If we want to support Wasm through ScalaNative, the Emscripten/WASI-SDK way @WojciechMazur explored last year would be realistic. (but we might need to port GC for Emscripten like Porting Boehm to Emscripten · Issue #18251 · emscripten-core/emscripten · GitHub)
I’m not sure how it goes with cycle collection in Wasm on browser or Wasm component settings though.
Overall, if we want to go with WasmGC, Scala.js is indeed the way to go.
- Step 1: Support WasmGC in the browser
- Users will enjoy better performing Scala.js output.

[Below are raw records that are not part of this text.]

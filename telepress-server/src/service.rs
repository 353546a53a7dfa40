// Telepress Server - Ingest service, HTTP export and metrics
// Copyright (c) 2025 David Martin Venti
//
// Dual-licensed under AGPL-3.0 and Commercial License.
// See LICENSE file for details.

//! Concurrent ingest service.
//!
//! Every device gets its own tokio task fed through a bounded mailbox, so
//! a device's windowing and dictionary decisions are serialized while
//! devices run in parallel. Emissions are queued as op batches on a single
//! bounded write queue drained by one writer task. A full queue makes the
//! device task wait, and a full mailbox makes [`Service::ingest`] wait, so
//! backpressure reaches the producer and no record is dropped.

use std::collections::hash_map::Entry;
use std::collections::{BTreeMap, HashMap};
use std::sync::Arc;

use telepress::{
    CompressionMetrics, ConfigSet, DeviceCompressor, DeviceId, Emission, RetryStrategy, Sample,
    Store, StoreOp,
};
use tokio::sync::mpsc;
use tokio::task::JoinHandle;
use tracing::{debug, error, info, warn};

use crate::error::ServerError;
use crate::metrics;

/// Service tuning.
#[derive(Debug, Clone)]
pub struct ServiceConfig {
    /// Samples buffered per device before `ingest` waits
    pub mailbox_capacity: usize,
    /// Op batches buffered before device tasks wait
    pub write_queue_capacity: usize,
    /// Backoff for transient store failures
    pub retry: RetryStrategy,
}

impl Default for ServiceConfig {
    fn default() -> Self {
        Self {
            mailbox_capacity: 1024,
            write_queue_capacity: 256,
            retry: RetryStrategy::persistence(),
        }
    }
}

/// Statistics returned by [`Service::shutdown`].
#[derive(Debug, Clone, Default)]
pub struct ShutdownReport {
    /// Aggregated over all devices
    pub metrics: CompressionMetrics,
    /// Per device
    pub per_device: BTreeMap<DeviceId, CompressionMetrics>,
    /// Op batches written by the writer task
    pub batches_written: u64,
}

enum Command {
    Sample(Sample),
    Cancel,
}

struct DeviceHandle {
    mailbox: mpsc::Sender<Command>,
    task: JoinHandle<Result<CompressionMetrics, ServerError>>,
}

type WriteQueue = mpsc::Sender<Vec<StoreOp>>;

/// Multi-device compression service over a shared store.
pub struct Service<S: Store + 'static> {
    store: Arc<S>,
    configs: ConfigSet,
    settings: ServiceConfig,
    devices: HashMap<DeviceId, DeviceHandle>,
    writer: WriteQueue,
    writer_task: JoinHandle<Result<u64, ServerError>>,
}

impl<S: Store + 'static> Service<S> {
    /// Start the writer task. Must be called inside a tokio runtime.
    pub fn start(
        store: Arc<S>,
        configs: ConfigSet,
        settings: ServiceConfig,
    ) -> Result<Self, ServerError> {
        configs.validate()?;
        let (writer, queue) = mpsc::channel(settings.write_queue_capacity.max(1));
        let writer_task = tokio::spawn(run_writer(
            Arc::clone(&store),
            queue,
            settings.retry.clone(),
        ));
        info!(
            "Service started: mailbox {}, write queue {}",
            settings.mailbox_capacity, settings.write_queue_capacity
        );

        Ok(Self {
            store,
            configs,
            settings,
            devices: HashMap::new(),
            writer,
            writer_task,
        })
    }

    /// Route one sample to its device task, waiting if the mailbox is full.
    ///
    /// A device seen for the first time is resumed from the store.
    pub async fn ingest(&mut self, sample: Sample) -> Result<(), ServerError> {
        let device = sample.device_id.clone();
        let mailbox = self.mailbox(&device)?;
        if mailbox.send(Command::Sample(sample)).await.is_err() {
            return Err(self.device_failure(&device).await);
        }
        Ok(())
    }

    /// Route a batch of samples; returns how many were routed.
    pub async fn ingest_all<I>(&mut self, samples: I) -> Result<usize, ServerError>
    where
        I: IntoIterator<Item = Sample>,
    {
        let mut count = 0;
        for sample in samples {
            self.ingest(sample).await?;
            count += 1;
        }
        Ok(count)
    }

    /// Devices with a running task.
    pub fn device_count(&self) -> usize {
        self.devices.len()
    }

    /// Backing store.
    pub fn store(&self) -> &Arc<S> {
        &self.store
    }

    /// Flush every device, drain the write queue and report.
    pub async fn shutdown(self) -> Result<ShutdownReport, ServerError> {
        self.stop(false).await
    }

    /// Stop every device without flushing partial windows.
    ///
    /// Buffered samples of an incomplete window are discarded. Records
    /// already emitted are still written.
    pub async fn cancel(self) -> Result<ShutdownReport, ServerError> {
        self.stop(true).await
    }

    fn mailbox(&mut self, device: &DeviceId) -> Result<&mpsc::Sender<Command>, ServerError> {
        match self.devices.entry(device.clone()) {
            Entry::Occupied(entry) => Ok(&entry.into_mut().mailbox),
            Entry::Vacant(entry) => {
                let config = self.configs.for_device(device).clone();
                let compressor =
                    DeviceCompressor::resume(device.clone(), config, self.store.as_ref())?;
                let (mailbox, inbox) = mpsc::channel(self.settings.mailbox_capacity.max(1));
                let task = tokio::spawn(run_device(compressor, inbox, self.writer.clone()));
                metrics::ACTIVE_DEVICES.inc();
                debug!(%device, "device task spawned");
                Ok(&entry.insert(DeviceHandle { mailbox, task }).mailbox)
            }
        }
    }

    async fn device_failure(&mut self, device: &DeviceId) -> ServerError {
        let Some(handle) = self.devices.remove(device) else {
            return ServerError::ChannelClosed("device mailbox");
        };
        match handle.task.await {
            Ok(Err(e)) => e,
            Ok(Ok(_)) => ServerError::ChannelClosed("device mailbox"),
            Err(e) => e.into(),
        }
    }

    async fn stop(self, cancel: bool) -> Result<ShutdownReport, ServerError> {
        let Service {
            devices,
            writer,
            writer_task,
            ..
        } = self;

        let mut tasks = Vec::with_capacity(devices.len());
        for (device, handle) in devices {
            if cancel && handle.mailbox.send(Command::Cancel).await.is_err() {
                debug!(%device, "device task already stopped");
            }
            tasks.push((device, handle.task));
        }

        let mut report = ShutdownReport::default();
        let mut first_error = None;
        for (device, task) in tasks {
            match task.await {
                Ok(Ok(device_metrics)) => {
                    report.metrics.merge(&device_metrics);
                    report.per_device.insert(device, device_metrics);
                }
                Ok(Err(e)) => {
                    error!(%device, "device task failed: {}", e);
                    first_error.get_or_insert(e);
                }
                Err(e) => {
                    first_error.get_or_insert(e.into());
                }
            }
        }

        // Last sender: the writer drains what is queued and exits
        drop(writer);
        report.batches_written = writer_task.await??;
        if let Some(e) = first_error {
            return Err(e);
        }

        info!(
            "Service stopped: {} devices, {} windows, {} batches, ratio {:.2}x",
            report.per_device.len(),
            report.metrics.windows,
            report.batches_written,
            report.metrics.compression_ratio()
        );
        Ok(report)
    }
}

async fn run_device(
    compressor: DeviceCompressor,
    inbox: mpsc::Receiver<Command>,
    writer: WriteQueue,
) -> Result<CompressionMetrics, ServerError> {
    let result = drive_device(compressor, inbox, writer).await;
    metrics::ACTIVE_DEVICES.dec();
    result
}

async fn drive_device(
    mut compressor: DeviceCompressor,
    mut inbox: mpsc::Receiver<Command>,
    writer: WriteQueue,
) -> Result<CompressionMetrics, ServerError> {
    while let Some(command) = inbox.recv().await {
        match command {
            Command::Sample(sample) => {
                let outcome = compressor.push(sample)?;
                if outcome.rejected.is_some() {
                    metrics::record_invalid(compressor.device_id());
                }
                forward(&compressor, outcome.emissions, &writer).await?;
            }
            Command::Cancel => {
                let dropped = compressor.discard();
                debug!(device = %compressor.device_id(), dropped, "device cancelled");
                return Ok(compressor.metrics().clone());
            }
        }
    }

    // Mailbox closed: emit the trailing window
    if let Some(emission) = compressor.flush()? {
        forward(&compressor, vec![emission], &writer).await?;
    }
    Ok(compressor.metrics().clone())
}

async fn forward(
    compressor: &DeviceCompressor,
    emissions: Vec<Emission>,
    writer: &WriteQueue,
) -> Result<(), ServerError> {
    for emission in emissions {
        metrics::record_emission(&emission, compressor.match_rate());
        writer
            .send(emission.store_ops())
            .await
            .map_err(|_| ServerError::ChannelClosed("write queue"))?;
    }
    Ok(())
}

async fn run_writer<S: Store>(
    store: Arc<S>,
    mut queue: mpsc::Receiver<Vec<StoreOp>>,
    retry: RetryStrategy,
) -> Result<u64, ServerError> {
    let mut batches = 0;
    while let Some(ops) = queue.recv().await {
        write_with_backoff(store.as_ref(), &ops, &retry).await?;
        batches += 1;
        metrics::PERSISTED_BATCHES_TOTAL.inc();
    }
    Ok(batches)
}

/// Apply a batch, sleeping between attempts while the store is unavailable.
pub async fn write_with_backoff<S: Store + ?Sized>(
    store: &S,
    ops: &[StoreOp],
    retry: &RetryStrategy,
) -> Result<(), ServerError> {
    let mut attempt = 0;
    loop {
        match store.apply(ops) {
            Ok(()) => return Ok(()),
            Err(e) if e.is_transient() => match retry.delay_for_attempt(attempt) {
                Some(delay) => {
                    warn!(attempt = attempt + 1, ?delay, "store unavailable: {}", e);
                    metrics::PERSIST_RETRIES_TOTAL.inc();
                    tokio::time::sleep(delay).await;
                    attempt += 1;
                }
                None => {
                    error!(ops = ops.len(), "giving up after {} retries: {}", attempt, e);
                    return Err(e.into());
                }
            },
            Err(e) => return Err(e.into()),
        }
    }
}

- Step 2: Support WASI that works on Node.js
- WasmGC code developed in Scala.js can be deployed on servers running Node.js.
- Step 3: Support a pure WASI runtime (like wasmtime): wasmtime needs to support WasmGC, javalib and scalalib need to be rewritten based on WASI.
- The WasmGC code will work everywhere (where the runtime supports features including WasmGC), like edge, IoT devices (hopefully), and so on. But third-party Scala.js libraries won’t work.
- Step 4: Cross-compile Scala.js libraries that depend on JS semantics for WASI, and build the ecosystem on top of WASI.
- Third party Scala.js libraries will work with a pure WASI environment.
- Extra: Support for the Wasm component model (as host and guest) to interact with Wasm components developed by any other language.